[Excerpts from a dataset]

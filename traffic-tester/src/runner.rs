use colored::Colorize;
use serde::{Deserialize, Serialize};
use std::panic::{self, AssertUnwindSafe};
use std::time::{Duration, Instant};

use traffic_core::sim::{RecordingFaults, RecordingPatcher, SimVehicle, SimulatedHost};
use traffic_core::{
    AddressMap, FaultInfo, LoadState, ModelInfo, PedModelId, Streaming, StreamingFlags,
    TrafficConfig, TrafficCoordinator, TrainSoundParams, VehicleInstance, VehicleModelId,
    VehicleSubclass, crash, fix_empty_police_car, guard_train_track_sound, install,
    load_initial_vehicles, randomize_car_to_load, randomize_police_car, randomize_traffic_car,
    spawn_car_ped,
};

use crate::scenarios::{Expectation, FORCED_MODEL, TestScenario};

const EVICT_EVERY_FRAMES: usize = 25;
const STREAMING_BUDGET_PER_FRAME: usize = 2;
const OCCUPANT_FAULT_EVERY_FRAMES: usize = 7;
const FREIGHT_ROTATION: [u16; 4] = [537, 569, 538, 590];

/// Counters gathered over one simulated session.
#[derive(Debug, Clone, Default, PartialEq, Eq, Serialize, Deserialize)]
pub struct IterationStats {
    pub traffic_picks: usize,
    pub traffic_deferrals: usize,
    pub load_requests: usize,
    pub occupant_faults: usize,
    pub ped_substitutions: usize,
    pub track_sounds_skipped: usize,
}

impl IterationStats {
    fn absorb(&mut self, other: &Self) {
        self.traffic_picks += other.traffic_picks;
        self.traffic_deferrals += other.traffic_deferrals;
        self.load_requests += other.load_requests;
        self.occupant_faults += other.occupant_faults;
        self.ped_substitutions += other.ped_substitutions;
        self.track_sounds_skipped += other.track_sounds_skipped;
    }
}

#[derive(Debug, Clone, Serialize, Deserialize)]
pub struct ScenarioResult {
    pub scenario_name: String,
    pub seed: u64,
    pub passed: bool,
    pub iterations_run: usize,
    pub successful_iterations: usize,
    pub failures: Vec<String>,
    pub average_duration: Duration,
    pub totals: IterationStats,
}

pub struct ScenarioRunner {
    base_config: TrafficConfig,
    verbose: bool,
}

impl ScenarioRunner {
    pub const fn new(base_config: TrafficConfig, verbose: bool) -> Self {
        Self {
            base_config,
            verbose,
        }
    }

    pub fn run_scenario(
        &self,
        scenario: &TestScenario,
        seeds: &[u64],
        iterations: usize,
    ) -> Vec<ScenarioResult> {
        seeds
            .iter()
            .map(|&seed| {
                if self.verbose {
                    println!(
                        "🧪 Testing scenario: {} (seed: {seed})",
                        scenario.name.bright_white()
                    );
                }
                self.run_single_scenario(scenario, seed, iterations)
            })
            .collect()
    }

    fn run_single_scenario(
        &self,
        scenario: &TestScenario,
        seed: u64,
        iterations: usize,
    ) -> ScenarioResult {
        let mut failures = Vec::new();
        let mut successes = 0;
        let mut totals = IterationStats::default();
        let mut durations = Vec::with_capacity(iterations);

        for i in 0..iterations {
            let iteration_seed = seed.wrapping_add(u64::try_from(i).unwrap_or(u64::MAX));
            let start = Instant::now();
            let outcome = run_iteration(scenario, &self.base_config, iteration_seed);
            durations.push(start.elapsed());

            match outcome {
                Ok(stats) => {
                    successes += 1;
                    totals.absorb(&stats);
                }
                Err(err) => {
                    if self.verbose {
                        println!("  ❌ Iteration {}/{iterations} failed: {}", i + 1, err.red());
                    }
                    failures.push(format!(
                        "Iteration {} (seed {iteration_seed}): {err}",
                        i + 1
                    ));
                }
            }
        }

        let average_duration = if durations.is_empty() {
            Duration::ZERO
        } else {
            durations.iter().sum::<Duration>() / u32::try_from(durations.len()).unwrap_or(1)
        };

        ScenarioResult {
            scenario_name: scenario.name.to_string(),
            seed,
            passed: failures.is_empty(),
            iterations_run: iterations,
            successful_iterations: successes,
            failures,
            average_duration,
            totals,
        }
    }
}

fn is_road_car(host: &SimulatedHost, model: VehicleModelId) -> bool {
    host.is_car(model) || host.is_quad_bike(model) || host.is_monster_truck(model)
}

/// Drive one installed session through `scenario.frames` frames.
///
/// # Errors
///
/// Returns a description of the first violated expectation.
pub fn run_iteration(
    scenario: &TestScenario,
    base: &TrafficConfig,
    seed: u64,
) -> Result<IterationStats, String> {
    let config = scenario.configure(base).with_seed(seed);
    let host = SimulatedHost::new(seed);
    let mut patcher = RecordingPatcher::default();
    let mut faults = RecordingFaults::default();
    let traffic = install(
        &config,
        &mut patcher,
        &mut faults,
        &AddressMap::san_andreas_us_1_0(),
    )
    .map_err(|err| format!("install failed: {err}"))?
    .ok_or_else(|| "randomizer disabled by configuration".to_string())?;

    let expectation = scenario.expectation;
    let mut stats = IterationStats::default();

    if expectation == Expectation::ForcedAlways {
        host.set_loaded([FORCED_MODEL]);
    }
    if !load_initial_vehicles(&traffic, &host) {
        return Err("first warm-up request did not load vehicles".to_string());
    }
    match expectation {
        Expectation::ForcedNever => host.evict(FORCED_MODEL),
        Expectation::WarmUp => check_warm_up(&traffic, &host)?,
        _ => {}
    }

    for frame in 0..scenario.frames {
        stream_frame(&traffic, &host, expectation, frame, &mut stats)?;
        traffic_frame(&traffic, &host, expectation, &mut stats)?;
        police_frame(&traffic, &host, expectation, frame, &mut stats)?;
        ped_frame(&traffic, &host, expectation, frame, &mut stats)?;
        freight_frame(&host, expectation, frame, &mut stats);

        if traffic.recent_loaded().len() > 5 || traffic.recent_spawned().len() > 5 {
            return Err(format!("frame {frame}: recent vehicle log over capacity"));
        }
    }

    faults.raise(FaultInfo {
        code: 0xC000_0005,
        address: 0,
    });
    let report = crash::report(&traffic);
    if !report.contains("Last spawned vehicles:") {
        return Err(format!("crash report incomplete: {report:?}"));
    }

    log::debug!("seed {seed}: {stats:?}");
    Ok(stats)
}

fn check_warm_up(traffic: &TrafficCoordinator, host: &SimulatedHost) -> Result<(), String> {
    if host.blocking_loads() != 1 || !host.pending_requests().is_empty() {
        return Err("warm-up did not block until its batch was resident".to_string());
    }
    if traffic.recent_loaded().iter().any(|m| !host.load_state(m.index()).is_loaded()) {
        return Err("warm-up left a requested vehicle non-resident".to_string());
    }
    if load_initial_vehicles(traffic, host) || host.blocking_loads() != 1 {
        return Err("warm-up ran twice".to_string());
    }
    Ok(())
}

fn stream_frame(
    traffic: &TrafficCoordinator,
    host: &SimulatedHost,
    expectation: Expectation,
    frame: usize,
    stats: &mut IterationStats,
) -> Result<(), String> {
    let to_load = randomize_car_to_load(traffic, host);
    if let Ok(model) = VehicleModelId::try_from(to_load) {
        if expectation == Expectation::CarsOnly && !is_road_car(host, model) {
            return Err(format!("frame {frame}: streamed non-car model {model}"));
        }
        if !(expectation == Expectation::ForcedNever && model == FORCED_MODEL) {
            host.request_model(model.index(), StreamingFlags::KEEP_IN_MEMORY);
            stats.load_requests += 1;
        }
    }
    host.pump_streaming(STREAMING_BUDGET_PER_FRAME);

    if frame % EVICT_EVERY_FRAMES == EVICT_EVERY_FRAMES - 1 {
        let victim = host
            .loaded_vehicles()
            .into_iter()
            .find(|model| *model != FORCED_MODEL);
        if let Some(model) = victim {
            host.evict(model);
        }
    }
    Ok(())
}

fn traffic_frame(
    traffic: &TrafficCoordinator,
    host: &SimulatedHost,
    expectation: Expectation,
    stats: &mut IterationStats,
) -> Result<(), String> {
    let mut car_type = -1;
    let picked = randomize_traffic_car(traffic, host, Some(&mut car_type));
    let Ok(model) = VehicleModelId::try_from(picked) else {
        stats.traffic_deferrals += 1;
        if expectation == Expectation::ForcedAlways {
            return Err("resident forced vehicle was not picked".to_string());
        }
        return Ok(());
    };

    stats.traffic_picks += 1;
    if !host.load_state(model.index()).is_loaded() {
        return Err(format!("spawned non-resident model {model}"));
    }
    match expectation {
        Expectation::CarsOnly if !is_road_car(host, model) => {
            Err(format!("spawned non-car model {model}"))
        }
        Expectation::ForcedAlways if model != FORCED_MODEL => {
            Err(format!("picked {model} instead of forced {FORCED_MODEL}"))
        }
        Expectation::ForcedNever => Err(format!("spawned {model} while forced model is absent")),
        _ => Ok(()),
    }
}

fn police_frame(
    traffic: &TrafficCoordinator,
    host: &SimulatedHost,
    expectation: Expectation,
    frame: usize,
    stats: &mut IterationStats,
) -> Result<(), String> {
    let cop = randomize_police_car(traffic, host);
    let mut vehicle = SimVehicle::new(cop);

    let inject = expectation == Expectation::OccupantFaults
        && frame % OCCUPANT_FAULT_EVERY_FRAMES == 0;
    if inject {
        host.fail_next_occupant_call();
        let previous_hook = panic::take_hook();
        panic::set_hook(Box::new(|_| {}));
        let outcome = panic::catch_unwind(AssertUnwindSafe(|| {
            fix_empty_police_car(host, &mut vehicle, 0);
        }));
        panic::set_hook(previous_hook);
        if outcome.is_ok() {
            return Err(format!("frame {frame}: injected occupant fault did not fire"));
        }
        stats.occupant_faults += 1;
    } else {
        fix_empty_police_car(host, &mut vehicle, 0);
    }

    if vehicle.model_index() != cop {
        return Err(format!(
            "frame {frame}: vehicle {cop} left as {}",
            vehicle.model_index()
        ));
    }
    Ok(())
}

fn ped_frame(
    traffic: &TrafficCoordinator,
    host: &SimulatedHost,
    expectation: Expectation,
    frame: usize,
    stats: &mut IterationStats,
) -> Result<(), String> {
    if expectation != Expectation::PedSubstitution {
        return Ok(());
    }
    let raw = u16::try_from(frame % 20 + 1).unwrap_or(1);
    let resident = raw % 2 == 0;
    host.set_load_state(
        raw,
        if resident {
            LoadState::Loaded
        } else {
            LoadState::NotLoaded
        },
    );

    let ped = spawn_car_ped(traffic, host, 4, PedModelId(raw), [0.0; 3], false);
    let expected = if resident {
        PedModelId(raw)
    } else {
        stats.ped_substitutions += 1;
        traffic.default_ped()
    };
    if ped.model != expected {
        return Err(format!(
            "frame {frame}: ped {raw} spawned as {:?}, expected {expected:?}",
            ped.model
        ));
    }
    Ok(())
}

fn freight_frame(
    host: &SimulatedHost,
    expectation: Expectation,
    frame: usize,
    stats: &mut IterationStats,
) {
    if expectation != Expectation::FreightAsBoat {
        return;
    }
    let raw = FREIGHT_ROTATION[frame % FREIGHT_ROTATION.len()];
    let Some(model) = VehicleModelId::new(raw) else {
        return;
    };
    let vehicle = SimVehicle::new(model);
    let before = host.train_sound_calls();
    guard_train_track_sound(
        host,
        &TrainSoundParams {
            subclass: VehicleSubclass::Boat,
            vehicle: &vehicle,
        },
    );
    if host.train_sound_calls() == before {
        stats.track_sounds_skipped += 1;
    }
}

YOUR ASSIGNMENT
Which lines above carry the string "ForcedAlways"? Copy those lines.

EXERCISE RESPONSE
    if expectation == Expectation::ForcedAlways {
        if expectation == Expectation::ForcedAlways {
        Expectation::ForcedAlways if model != FORCED_MODEL => {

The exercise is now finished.